Automated Segmentation to Make Hidden Trigger Backdoor Attacks Robust against Deep Neural Networks

Abstract

The successful outcomes of deep learning (DL) algorithms in diverse fields have prompted researchers to consider backdoor attacks on DL models to defend them in practical applications. Adversarial examples could deceive a safety-critical system, which could lead to hazardous situations. To cope with this, we suggested a segmentation technique that makes hidden trigger backdoor attacks more robust. The tiny trigger patterns are conventionally established by a series of parameters encompassing their DNN size, location, color, shape, and other defining attributes.
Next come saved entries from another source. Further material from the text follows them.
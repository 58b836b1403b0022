pub mod config;
pub mod dispatcher;
pub mod errors;
pub mod identity;
pub mod metrics_defs;
pub mod server;

pub use config::Config;
pub use errors::{FakeLambdaError, Result};
pub use server::FakeLambdaApi;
From the original triggers, alternate triggers are generated to control the backdoor patterns by a third party in addition to their original designer, which can produce a higher success rate than the original triggers. However, the significant downside of these approaches is the lack of automation in the scene segmentation phase, which results in the poor optimization of the threat model. We developed a novel technique that automatically generates alternate triggers to increase the effectiveness of triggers. Image denoising is performed for this purpose, followed by scene segmentation techniques to make the poisoned classifier more robust. The experimental results demonstrated that our proposed technique achieved 99% to 100% accuracy and helped reduce the vulnerabilities of DL models by exposing their loopholes.